▸ **What the task requires**
Your answer should be every line of the entries that has the string "housekeep" in it.

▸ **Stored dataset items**
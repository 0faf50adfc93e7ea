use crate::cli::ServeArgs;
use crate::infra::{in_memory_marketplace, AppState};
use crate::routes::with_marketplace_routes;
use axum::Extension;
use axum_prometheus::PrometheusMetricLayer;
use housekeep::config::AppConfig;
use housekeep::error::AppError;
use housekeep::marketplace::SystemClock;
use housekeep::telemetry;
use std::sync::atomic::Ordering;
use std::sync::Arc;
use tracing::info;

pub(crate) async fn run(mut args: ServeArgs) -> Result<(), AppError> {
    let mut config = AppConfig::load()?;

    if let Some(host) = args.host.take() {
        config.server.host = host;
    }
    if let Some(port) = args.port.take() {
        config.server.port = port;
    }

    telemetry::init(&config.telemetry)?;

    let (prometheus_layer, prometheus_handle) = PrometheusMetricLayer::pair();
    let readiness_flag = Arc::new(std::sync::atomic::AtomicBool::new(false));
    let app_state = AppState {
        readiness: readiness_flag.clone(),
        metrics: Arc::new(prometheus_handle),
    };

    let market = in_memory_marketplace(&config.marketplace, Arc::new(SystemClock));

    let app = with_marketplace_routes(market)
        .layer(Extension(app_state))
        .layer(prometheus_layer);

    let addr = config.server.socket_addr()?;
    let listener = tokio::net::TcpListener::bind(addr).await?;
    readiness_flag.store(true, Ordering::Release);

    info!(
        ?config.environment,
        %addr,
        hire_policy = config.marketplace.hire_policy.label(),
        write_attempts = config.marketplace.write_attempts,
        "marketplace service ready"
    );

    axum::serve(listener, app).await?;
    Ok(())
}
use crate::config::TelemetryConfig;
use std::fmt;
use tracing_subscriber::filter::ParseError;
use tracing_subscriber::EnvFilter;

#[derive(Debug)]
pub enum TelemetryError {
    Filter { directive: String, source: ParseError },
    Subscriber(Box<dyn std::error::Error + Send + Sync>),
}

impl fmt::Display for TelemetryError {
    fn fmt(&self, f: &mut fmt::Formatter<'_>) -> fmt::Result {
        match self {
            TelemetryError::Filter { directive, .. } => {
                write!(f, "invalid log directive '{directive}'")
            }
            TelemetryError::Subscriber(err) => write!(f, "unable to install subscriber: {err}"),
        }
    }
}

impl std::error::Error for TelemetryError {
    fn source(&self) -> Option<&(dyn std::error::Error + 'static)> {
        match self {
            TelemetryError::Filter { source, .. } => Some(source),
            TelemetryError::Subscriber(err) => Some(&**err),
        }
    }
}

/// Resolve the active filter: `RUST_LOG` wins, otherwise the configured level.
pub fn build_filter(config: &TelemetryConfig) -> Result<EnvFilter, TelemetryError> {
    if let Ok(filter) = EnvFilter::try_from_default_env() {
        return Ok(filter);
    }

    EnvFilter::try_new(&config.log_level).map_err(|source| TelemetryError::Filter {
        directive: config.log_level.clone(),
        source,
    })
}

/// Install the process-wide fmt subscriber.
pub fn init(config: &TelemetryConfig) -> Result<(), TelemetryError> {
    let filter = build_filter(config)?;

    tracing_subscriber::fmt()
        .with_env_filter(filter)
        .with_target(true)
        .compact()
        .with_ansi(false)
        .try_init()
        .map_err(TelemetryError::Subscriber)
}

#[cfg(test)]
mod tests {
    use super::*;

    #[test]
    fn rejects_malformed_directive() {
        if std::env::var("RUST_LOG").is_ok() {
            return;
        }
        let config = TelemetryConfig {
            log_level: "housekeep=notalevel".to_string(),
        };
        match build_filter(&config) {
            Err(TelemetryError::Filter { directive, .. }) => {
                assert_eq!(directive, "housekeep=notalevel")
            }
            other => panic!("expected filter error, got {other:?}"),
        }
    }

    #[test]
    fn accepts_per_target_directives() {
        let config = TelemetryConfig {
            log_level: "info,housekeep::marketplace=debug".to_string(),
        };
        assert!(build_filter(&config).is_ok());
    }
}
==
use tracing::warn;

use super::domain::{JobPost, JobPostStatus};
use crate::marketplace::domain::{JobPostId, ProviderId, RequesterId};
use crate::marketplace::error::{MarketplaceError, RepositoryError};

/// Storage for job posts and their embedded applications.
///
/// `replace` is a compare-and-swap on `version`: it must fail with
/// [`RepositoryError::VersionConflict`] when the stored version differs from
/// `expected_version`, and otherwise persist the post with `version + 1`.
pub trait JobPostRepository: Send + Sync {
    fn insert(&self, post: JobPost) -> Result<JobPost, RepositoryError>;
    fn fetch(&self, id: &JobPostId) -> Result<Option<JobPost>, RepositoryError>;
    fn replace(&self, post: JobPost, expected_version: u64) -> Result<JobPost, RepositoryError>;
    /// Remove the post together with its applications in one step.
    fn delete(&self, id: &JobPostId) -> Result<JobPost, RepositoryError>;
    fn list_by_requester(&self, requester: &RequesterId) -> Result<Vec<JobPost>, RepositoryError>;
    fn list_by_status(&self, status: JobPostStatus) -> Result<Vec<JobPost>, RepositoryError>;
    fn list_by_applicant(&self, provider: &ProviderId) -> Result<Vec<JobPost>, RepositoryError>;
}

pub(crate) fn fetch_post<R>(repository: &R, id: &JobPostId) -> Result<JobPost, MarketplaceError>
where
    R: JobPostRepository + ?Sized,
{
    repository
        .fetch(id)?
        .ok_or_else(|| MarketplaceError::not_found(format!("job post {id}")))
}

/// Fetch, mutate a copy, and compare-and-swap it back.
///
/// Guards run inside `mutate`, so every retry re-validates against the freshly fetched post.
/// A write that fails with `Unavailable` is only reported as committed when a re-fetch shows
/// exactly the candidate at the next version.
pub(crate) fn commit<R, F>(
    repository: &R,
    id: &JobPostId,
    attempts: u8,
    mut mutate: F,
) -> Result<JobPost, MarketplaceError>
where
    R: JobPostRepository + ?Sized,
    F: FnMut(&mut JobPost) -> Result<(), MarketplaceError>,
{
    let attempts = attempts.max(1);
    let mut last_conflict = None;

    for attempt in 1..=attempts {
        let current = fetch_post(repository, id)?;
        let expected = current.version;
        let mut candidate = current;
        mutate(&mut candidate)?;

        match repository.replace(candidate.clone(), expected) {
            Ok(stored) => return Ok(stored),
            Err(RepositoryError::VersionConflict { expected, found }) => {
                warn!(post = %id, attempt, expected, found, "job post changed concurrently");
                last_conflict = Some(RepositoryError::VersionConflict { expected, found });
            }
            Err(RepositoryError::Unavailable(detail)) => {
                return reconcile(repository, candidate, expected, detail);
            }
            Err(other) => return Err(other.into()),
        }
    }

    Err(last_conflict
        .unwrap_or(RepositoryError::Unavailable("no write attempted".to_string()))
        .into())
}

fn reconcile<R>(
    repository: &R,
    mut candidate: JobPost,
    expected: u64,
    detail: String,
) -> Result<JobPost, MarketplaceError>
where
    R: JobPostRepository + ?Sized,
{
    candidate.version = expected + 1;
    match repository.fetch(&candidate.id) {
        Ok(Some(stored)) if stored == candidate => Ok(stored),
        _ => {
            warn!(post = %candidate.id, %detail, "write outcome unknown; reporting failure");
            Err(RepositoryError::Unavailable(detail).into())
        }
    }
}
==
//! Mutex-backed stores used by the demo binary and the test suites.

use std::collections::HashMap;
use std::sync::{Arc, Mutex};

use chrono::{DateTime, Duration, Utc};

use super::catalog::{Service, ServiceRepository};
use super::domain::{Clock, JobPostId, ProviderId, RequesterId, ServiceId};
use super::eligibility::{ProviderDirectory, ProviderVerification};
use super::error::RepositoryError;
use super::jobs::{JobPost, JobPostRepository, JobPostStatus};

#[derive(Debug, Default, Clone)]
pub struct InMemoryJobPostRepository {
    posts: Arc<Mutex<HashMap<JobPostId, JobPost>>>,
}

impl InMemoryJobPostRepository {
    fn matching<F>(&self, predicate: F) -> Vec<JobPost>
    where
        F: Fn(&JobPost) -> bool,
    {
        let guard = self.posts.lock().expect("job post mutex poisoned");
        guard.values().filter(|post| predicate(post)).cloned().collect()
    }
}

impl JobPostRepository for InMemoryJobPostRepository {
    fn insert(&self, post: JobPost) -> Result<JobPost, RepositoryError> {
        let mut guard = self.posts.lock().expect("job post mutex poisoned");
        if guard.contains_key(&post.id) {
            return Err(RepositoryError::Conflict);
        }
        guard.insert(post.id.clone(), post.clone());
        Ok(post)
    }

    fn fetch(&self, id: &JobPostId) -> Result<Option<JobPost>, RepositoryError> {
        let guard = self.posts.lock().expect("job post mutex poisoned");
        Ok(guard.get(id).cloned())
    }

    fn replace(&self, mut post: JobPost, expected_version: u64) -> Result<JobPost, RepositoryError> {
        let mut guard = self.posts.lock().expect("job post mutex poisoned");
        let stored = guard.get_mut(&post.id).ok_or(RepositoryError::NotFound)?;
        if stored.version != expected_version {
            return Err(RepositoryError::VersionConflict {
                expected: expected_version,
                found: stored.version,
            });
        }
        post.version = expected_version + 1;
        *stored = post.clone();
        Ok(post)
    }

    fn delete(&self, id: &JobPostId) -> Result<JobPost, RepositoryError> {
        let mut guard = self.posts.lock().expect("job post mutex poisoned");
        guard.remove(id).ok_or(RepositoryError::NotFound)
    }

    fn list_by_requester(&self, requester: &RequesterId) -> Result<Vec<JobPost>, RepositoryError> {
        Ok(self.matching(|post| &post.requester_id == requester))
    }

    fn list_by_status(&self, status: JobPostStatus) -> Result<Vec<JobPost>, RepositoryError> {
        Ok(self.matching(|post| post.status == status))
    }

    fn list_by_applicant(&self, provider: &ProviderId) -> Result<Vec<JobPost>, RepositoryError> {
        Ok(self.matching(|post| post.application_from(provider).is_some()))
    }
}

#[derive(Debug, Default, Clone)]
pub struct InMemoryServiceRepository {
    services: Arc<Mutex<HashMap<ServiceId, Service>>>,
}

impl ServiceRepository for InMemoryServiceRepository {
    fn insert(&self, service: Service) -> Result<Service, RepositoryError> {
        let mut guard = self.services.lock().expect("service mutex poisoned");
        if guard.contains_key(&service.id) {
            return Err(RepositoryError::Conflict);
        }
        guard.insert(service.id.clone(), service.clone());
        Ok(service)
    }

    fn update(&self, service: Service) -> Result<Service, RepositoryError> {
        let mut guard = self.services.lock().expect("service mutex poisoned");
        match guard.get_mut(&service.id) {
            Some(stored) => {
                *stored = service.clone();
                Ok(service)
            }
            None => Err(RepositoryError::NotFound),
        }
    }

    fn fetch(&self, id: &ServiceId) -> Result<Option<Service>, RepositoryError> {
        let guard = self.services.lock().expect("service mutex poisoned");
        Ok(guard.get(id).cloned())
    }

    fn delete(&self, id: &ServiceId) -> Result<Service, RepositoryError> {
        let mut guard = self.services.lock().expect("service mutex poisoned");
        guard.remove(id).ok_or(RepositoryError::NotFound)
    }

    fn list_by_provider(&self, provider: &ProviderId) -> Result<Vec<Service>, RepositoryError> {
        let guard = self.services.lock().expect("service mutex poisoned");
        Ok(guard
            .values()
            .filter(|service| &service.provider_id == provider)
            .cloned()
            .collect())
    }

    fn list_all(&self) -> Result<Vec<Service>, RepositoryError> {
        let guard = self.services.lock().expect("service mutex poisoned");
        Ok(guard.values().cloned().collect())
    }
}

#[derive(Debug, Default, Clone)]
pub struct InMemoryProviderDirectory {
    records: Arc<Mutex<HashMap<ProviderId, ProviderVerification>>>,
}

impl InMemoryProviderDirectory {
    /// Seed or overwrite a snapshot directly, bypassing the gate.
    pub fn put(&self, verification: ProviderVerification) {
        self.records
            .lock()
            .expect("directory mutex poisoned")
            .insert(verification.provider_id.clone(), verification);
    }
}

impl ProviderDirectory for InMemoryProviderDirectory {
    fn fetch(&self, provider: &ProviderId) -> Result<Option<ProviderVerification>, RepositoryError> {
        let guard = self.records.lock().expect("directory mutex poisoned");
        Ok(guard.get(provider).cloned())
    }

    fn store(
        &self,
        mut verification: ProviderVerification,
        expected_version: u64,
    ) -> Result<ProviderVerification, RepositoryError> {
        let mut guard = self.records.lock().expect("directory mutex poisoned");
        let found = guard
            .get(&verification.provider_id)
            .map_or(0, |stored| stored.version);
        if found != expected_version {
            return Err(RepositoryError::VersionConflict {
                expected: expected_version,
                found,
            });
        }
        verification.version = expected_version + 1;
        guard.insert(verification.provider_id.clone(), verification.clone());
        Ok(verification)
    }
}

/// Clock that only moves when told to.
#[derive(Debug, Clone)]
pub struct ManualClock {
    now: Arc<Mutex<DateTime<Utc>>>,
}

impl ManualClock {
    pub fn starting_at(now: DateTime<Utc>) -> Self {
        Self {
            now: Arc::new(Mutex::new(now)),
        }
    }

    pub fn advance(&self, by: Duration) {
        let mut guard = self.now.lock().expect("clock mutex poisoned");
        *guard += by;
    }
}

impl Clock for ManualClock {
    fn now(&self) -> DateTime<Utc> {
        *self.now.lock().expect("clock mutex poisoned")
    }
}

▸ **Solution for this exercise**
use housekeep::config::AppConfig;
use housekeep::error::AppError;
use housekeep::marketplace::SystemClock;
use housekeep::telemetry;
            log_level: "housekeep=notalevel".to_string(),
                assert_eq!(directive, "housekeep=notalevel")
            log_level: "info,housekeep::marketplace=debug".to_string(),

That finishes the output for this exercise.